From: Masahiko Sawada <sawada(dot)mshk(at)gmail(dot)com>
To: Amit Kapila <amit(dot)kapila16(at)gmail(dot)com>
Cc: "houzj(dot)fnst(at)fujitsu(dot)com" <houzj(dot)fnst(at)fujitsu(dot)com>, Alexey Lesovsky <lesovsky(at)gmail(dot)com>, Peter Eisentraut <peter(dot)eisentraut(at)enterprisedb(dot)com>, PostgreSQL-development <pgsql-hackers(at)postgresql(dot)org>
Subject: Re: Skipping logical replication transactions on subscriber side
Date: 2021-08-02 02:15:03
Message-ID: CAD21AoCO3TED2cSche4iGpYekpyE-rwzput0oDW3YNvoXNkrQQ@mail.gmail.com
Views: Raw Message | Whole Thread | Download mbox | Resend email
Thread:
Lists: pgsql-hackers

On Fri, Jul 30, 2021 at 12:52 PM Amit Kapila <amit(dot)kapila16(at)gmail(dot)com> wrote:
>
> On Thu, Jul 29, 2021 at 11:18 AM Masahiko Sawada <sawada(dot)mshk(at)gmail(dot)com> wrote:
> >
> > On Thu, Jul 29, 2021 at 2:04 PM Masahiko Sawada <sawada(dot)mshk(at)gmail(dot)com> wrote:
> > >
> > > > Yeah, it seems to be introduced by commit 0926e96c493. I've attached
> > > > the patch for that.
> > > >
> > > > Also, I've attached the updated version patches. This version patch
> > > > has pg_stat_reset_subscription_error() SQL function and sends a clear
> > > > message after skipping the transaction. 0004 patch includes the
> > > > skipping transaction feature and introducing RESET to ALTER
> > > > SUBSCRIPTION. It would be better to separate them.
> > > >
>
> +1, to separate out the reset part.

Okay, I'll do that.

>
> > >
> > > I've attached the new version patches that fix cfbot failure.
> >
> > Sorry I've attached wrong ones. Reattached the correct version patches.
> >
>
> Pushed the 0001* patch that removes the unused parameter.

Thanks!

>
> Few comments on v4-0001-Add-errcontext-to-errors-of-the-applying-logical-
> ===========================================================

Thank you for the comments!

> 1.
> --- a/src/backend/commands/tablecmds.c
> +++ b/src/backend/commands/tablecmds.c
> @@ -78,6 +78,7 @@
> #include "partitioning/partbounds.h"
> #include "partitioning/partdesc.h"
> #include "pgstat.h"
> +#include "replication/logicalworker.h"
> #include "rewrite/rewriteDefine.h"
> #include "rewrite/rewriteHandler.h"
> #include "rewrite/rewriteManip.h"
> @@ -1899,6 +1900,9 @@ ExecuteTruncateGuts(List *explicit_rels,
> continue;
> }
>
> + /* Set logical replication error callback info if necessary */
> + set_logicalrep_error_context_rel(rel);
> +
> /*
> * Build the lists of foreign tables belonging to each foreign server
> * and pass each list to the foreign data wrapper's callback function,
> @@ -2006,6 +2010,9 @@ ExecuteTruncateGuts(List *explicit_rels,
> pgstat_count_truncate(rel);
> }
>
> + /* Reset logical replication error callback info */
> + reset_logicalrep_error_context_rel();
> +
>
> Setting up logical rep error context in a generic function looks a bit
> odd to me. Do we really need to set up error context here? I
> understand we can't do this in caller but anyway I think we are not
> sending this to logical replication view as well, so not sure we need
> to do it here.

Yeah, I'm not convinced of this part yet. I wanted to show relid also
in truncate cases but I came up with only this idea.

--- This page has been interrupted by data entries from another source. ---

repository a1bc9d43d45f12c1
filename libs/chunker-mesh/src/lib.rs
//! # Chunker Mesh
//!
//! Partitions a polygonal mesh into a rectangular grid of chunk meshes
//! along the X/Y axes of its world-space bounding box.
//!
//! ## Architecture
//!
//! ```text
//! MeshSource → chunker-grid (CellDescriptor) → ChunkStrategy → SceneSink
//! ```
//!
//! Two strategies implement the per-cell build capability:
//! - **Cutting**: boolean intersection against a per-cell cuboid cutter,
//!   with a pluggable solver (exact BSP or fast convex clipping).
//! - **Selection**: keep only faces whose vertices all fall inside the
//!   cell; straddling faces are dropped, never clipped.
//!
//! ## Usage
//!
//! ```rust
//! use chunker_mesh::{chunk_object, ChunkParams, MemorySink, PolyMesh, SourceObject, StrategyKind};
//! use glam::{DMat4, DVec3};
//!
//! let object = SourceObject::new(
//!     "Crate",
//!     PolyMesh::cuboid(DVec3::ZERO, DVec3::ONE),
//!     DMat4::IDENTITY,
//! );
//! let mut sink = MemorySink::new();
//! let params = ChunkParams::grid(2, 2).with_strategy(StrategyKind::Selection);
//!
//! let report = chunk_object(&object, params, &mut sink)?;
//! assert_eq!(report.chunks_created, 4);
//! # Ok::<(), chunker_mesh::ChunkError>(())
//! ```

pub mod chunker;
pub mod error;
pub mod mesh;
pub mod ops;
pub mod sink;
pub mod source;
pub mod strategy;

pub use chunker::{ChunkParams, ChunkReport, Chunker};
pub use error::{BooleanError, ChunkError};
pub use mesh::PolyMesh;
pub use ops::{BooleanSolver, SolverKind};
pub use sink::{Chunk, MemorySink, SceneSink};
pub use source::{MeshSource, SourceObject};
pub use strategy::{ChunkStrategy, CuttingStrategy, SelectionStrategy, StrategyKind};

// =============================================================================
// PUBLIC API
// =============================================================================

/// Chunks one source object in a single call.
///
/// Convenience wrapper over [`Chunker::new`] + [`Chunker::run`].
///
/// # Arguments
///
/// * `source` - The object to chunk
/// * `params` - Grid counts, strategy and diagnostics settings
/// * `sink` - Destination for the finished chunks
///
/// # Returns
///
/// A [`ChunkReport`] summarizing the run.
pub fn chunk_object<S, K>(
    source: &S,
    params: ChunkParams,
    sink: &mut K,
) -> Result<ChunkReport, ChunkError>
where
    S: MeshSource,
    K: SceneSink,
{
    Chunker::new(params)?.run(source, sink)
}

#[cfg(test)]
mod tests;
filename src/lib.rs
pub mod app_state;
pub mod config;
pub mod constants;
pub mod errors;
pub mod graphql;
pub mod handlers;
pub mod middleware;
pub mod models;
pub mod services;
pub mod session;

#[cfg(test)]
pub mod test_utils;
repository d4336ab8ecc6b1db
pub mod prompts;
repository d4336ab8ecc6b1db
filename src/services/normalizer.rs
//! Turns a provider reply of uncertain shape into validated question records.
//!
//! Accepted shapes, checked in this order: a typed batch exposing
//! `questions`, a bare array, an object with a `"questions"` array. The first
//! invalid question fails the whole batch.

use serde_json::{Map, Value};

use crate::{
    errors::{AppError, AppResult},
    models::domain::{raw_response::json_kind, QuestionLike, QuestionRecord, RawResponse},
};

const QUESTION_KEYS: &[&str] = &["question", "text"];
const ANSWER_TEXT_KEYS: &[&str] = &["answer", "correct_answer"];
const ANSWER_INDEX_KEYS: &[&str] = &["correct_option"];
const EXPLANATION_KEYS: &[&str] = &["explanation"];

pub fn normalize_response(raw: RawResponse) -> AppResult<Vec<QuestionRecord>> {
    let (shape, elements) = elements_of(raw)?;
    log::debug!(
        "Normalizing {} question(s) from {} response",
        elements.len(),
        shape
    );

    elements
        .into_iter()
        .enumerate()
        .map(|(i, element)| {
            let position = i + 1;
            let fields = element.into_question_like(position)?.into_fields();
            normalize_question(fields, position)
        })
        .collect()
}

/// Shorthand for replies that arrive as plain JSON.
pub fn normalize_value(value: Value) -> AppResult<Vec<QuestionRecord>> {
    normalize_response(RawResponse::Json(value))
}

/// One batch element, checked for shape only when its turn comes.
enum Element {
    Typed(QuestionLike),
    Json(Value),
}

impl Element {
    fn into_question_like(self, position: usize) -> AppResult<QuestionLike> {
        match self {
            Element::Typed(like) => Ok(like),
            Element::Json(value) => QuestionLike::from_value(value, position),
        }
    }
}

fn elements_of(raw: RawResponse) -> AppResult<(&'static str, Vec<Element>)> {
    match raw {
        RawResponse::Batch(batch) => Ok((
            "typed batch",
            batch.questions.into_iter().map(Element::Typed).collect(),
        )),
        RawResponse::Json(Value::Array(items)) => Ok(("array", json_elements(items))),
        RawResponse::Json(Value::Object(mut map)) => match map.remove("questions") {
            Some(Value::Array(items)) => Ok(("questions mapping", json_elements(items))),
            Some(other) => Err(AppError::MalformedResponse(format!(
                "\"questions\" must be an array, found {}",
                json_kind(&other)
            ))),
            None => Err(AppError::MalformedResponse(
                "object has no \"questions\" key".to_string(),
            )),
        },
        RawResponse::Json(other) => Err(AppError::MalformedResponse(format!(
            "expected an array or an object with \"questions\", found {}",
            json_kind(&other)
        ))),
    }
}

fn json_elements(items: Vec<Value>) -> Vec<Element> {
    items.into_iter().map(Element::Json).collect()
}

fn normalize_question(fields: Map<String, Value>, position: usize) -> AppResult<QuestionRecord> {
    let question = match first_present(&fields, QUESTION_KEYS) {
        Some((key, value)) => required_text(value, key, position)?,
        None => return Err(AppError::missing_field(position, "question")),
    };
    let options = options_of(&fields, position)?;
    let explanation = first_present(&fields, EXPLANATION_KEYS)
        .map(|(key, value)| required_text(value, key, position))
        .transpose()?;

    if let Some((key, value)) = first_present(&fields, ANSWER_TEXT_KEYS) {
        let answer = required_text(value, key, position)?;
        return QuestionRecord::with_answer(question, options, answer, explanation)
            .map_err(|e| e.at(position));
    }

    if let Some((key, value)) = first_present(&fields, ANSWER_INDEX_KEYS) {
        let index = integer_of(value).ok_or_else(|| {
            AppError::MalformedResponse(format!(
                "question {}: '{}' must be an integer, found {}",
                position,
                key,
                value
            ))
        })?;
        return QuestionRecord::with_answer_index(question, options, index, explanation)
            .map_err(|e| e.at(position));
    }

    Err(AppError::missing_field(position, "answer"))
}

/// First key in `keys` holding a non-null value.
fn first_present<'a>(
    fields: &'a Map<String, Value>,
    keys: &[&'static str],
) -> Option<(&'static str, &'a Value)> {
    keys.iter().find_map(|key| match fields.get(*key) {
        None | Some(Value::Null) => None,
        Some(value) => Some((*key, value)),
    })
}

/// Missing or non-array options mean an open-ended question.
fn options_of(fields: &Map<String, Value>, position: usize) -> AppResult<Vec<String>> {
    let Some(Value::Array(items)) = fields.get("options") else {
        return Ok(Vec::new());
    };

    items
        .iter()
        .enumerate()
        .map(|(i, item)| {
            option_text(item).ok_or_else(|| {
                AppError::MalformedResponse(format!(
                    "question {}: option {} is {}, expected text",
                    position,
                    i + 1,
                    json_kind(item)
                ))
            })
        })
        .collect()
}

fn option_text(value: &Value) -> Option<String> {
    match value {
        Value::Object(map) => map.get("text").and_then(scalar_text),
        other => scalar_text(other),
    }
}

fn required_text(value: &Value, key: &str, position: usize) -> AppResult<String> {
    scalar_text(value).ok_or_else(|| {
        AppError::MalformedResponse(format!(
            "question {}: '{}' must be text, found {}",
            position,
            key,
            json_kind(value)
        ))
    })
}

fn scalar_text(value: &Value) -> Option<String> {
    match value {
        Value::String(s) => Some(s.clone()),
        Value::Number(n) => Some(n.to_string()),
        Value::Bool(b) => Some(b.to_string()),
        _ => None,
    }
}

fn integer_of(value: &Value) -> Option<i64> {
    match value {
        Value::Number(n) => n.as_i64().or_else(|| {
            n.as_f64()
                .filter(|f| f.fract() == 0.0 && f.abs() < i64::MAX as f64)
                .map(|f| f as i64)
        }),
        Value::String(s) => s.trim().parse().ok(),
        _ => None,
    }
}
use std::{sync::Arc, time::Duration};

use serde_json::Value;

use crate::{
    config::Config,
    errors::{AppError, AppResult},
    models::domain::{GenerationParams, HistoryEntry, QuestionRecord},
    services::{
        history_service::SessionHistory,
        normalizer::{normalize_response, normalize_value},
        provider::QuestionProvider,
    },
};

pub struct QuestionGenerationService {
    provider: Arc<dyn QuestionProvider>,
    history: Arc<SessionHistory>,
    max_question_count: u32,
    timeout: Duration,
}

impl QuestionGenerationService {
    pub fn new(
        provider: Arc<dyn QuestionProvider>,
        history: Arc<SessionHistory>,
        config: &Config,
    ) -> Self {
        Self {
            provider,
            history,
            max_question_count: config.max_question_count,
            timeout: config.generation_timeout(),
        }
    }

    /// Runs one generation request end to end and records the batch in the
    /// session history. Nothing is recorded when any step fails.
    pub async fn generate(
        &self,
        session: &str,
        params: GenerationParams,
    ) -> AppResult<HistoryEntry> {
        if params.count() > self.max_question_count {
            return Err(AppError::ValidationError(format!(
                "count must be at most {} (got {})",
                self.max_question_count,
                params.count()
            )));
        }

        log::info!(
            "Generating {} {} question(s) on '{}' for session {}",
            params.count(),
            params.difficulty(),
            params.topic(),
            session
        );

        let raw = tokio::time::timeout(self.timeout, self.provider.generate(&params))
            .await
            .map_err(|_| {
                AppError::ProviderError(format!(
                    "generation timed out after {}s",
                    self.timeout.as_secs()
                ))
            })?
            .inspect_err(|e| log::error!("Question provider failed: {}", e))?;

        let questions = normalize_response(raw)
            .inspect_err(|e| log::warn!("Rejected provider response: {}", e))?;

        if questions.len() != params.count() as usize {
            log::warn!(
                "Provider returned {} question(s), {} requested",
                questions.len(),
                params.count()
            );
        }

        let entry = HistoryEntry::new(&params, questions);
        self.history.record(session, entry.clone()).await;

        log::info!(
            "Recorded batch {} with {} question(s)",
            entry.id,
            entry.questions.len()
        );
        Ok(entry)
    }

    /// Normalizes a payload the caller already holds, without touching history.
    pub fn normalize_raw(&self, value: Value) -> AppResult<Vec<QuestionRecord>> {
        normalize_value(value)
    }
}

If an error happens during truncating the table (in
ExecuteTruncateGuts()), relid set by
set_logicalrep_error_context_rel() is actually sent to the view. If we
don’t have it, the view always shows relid as NULL in truncate cases.
On the other hand, it doesn’t cover all cases. For example, it doesn’t
cover an error that the target table doesn’t exist on the subscriber,
which happens when opening the target table. Anyway, in most cases,
even if relid is NULL, the error message in the view helps users to
know which relation the error happened on. What do you think?

>
> 2.
> +/* Struct for saving and restoring apply information */
> +typedef struct ApplyErrCallbackArg
> +{
> + LogicalRepMsgType command; /* 0 if invalid */
> +
> + /* Local relation information */
> + char *nspname; /* used for error context */
> + char *relname; /* used for error context */
> +
> + TransactionId remote_xid;
> + TimestampTz committs;
> +} ApplyErrCallbackArg;
> +static ApplyErrCallbackArg apply_error_callback_arg =
> +{
> + .command = 0,
> + .relname = NULL,
> + .nspname = NULL,
> + .remote_xid = InvalidTransactionId,
> + .committs = 0,
> +};
> +
>
> Better to have a space between the above two declarations.

Will fix.

>
> 3. commit message:
> This commit adds the error context to errors happening during applying
> logical replication changes, showing the command, the relation
> relation, transaction ID, and commit timestamp in the server log.
>
> 'relation' is mentioned twice.

Will fix.

>
> The patch is not getting applied probably due to yesterday's commit in
> this area.

Okay. I'll rebase the patches to the current HEAD.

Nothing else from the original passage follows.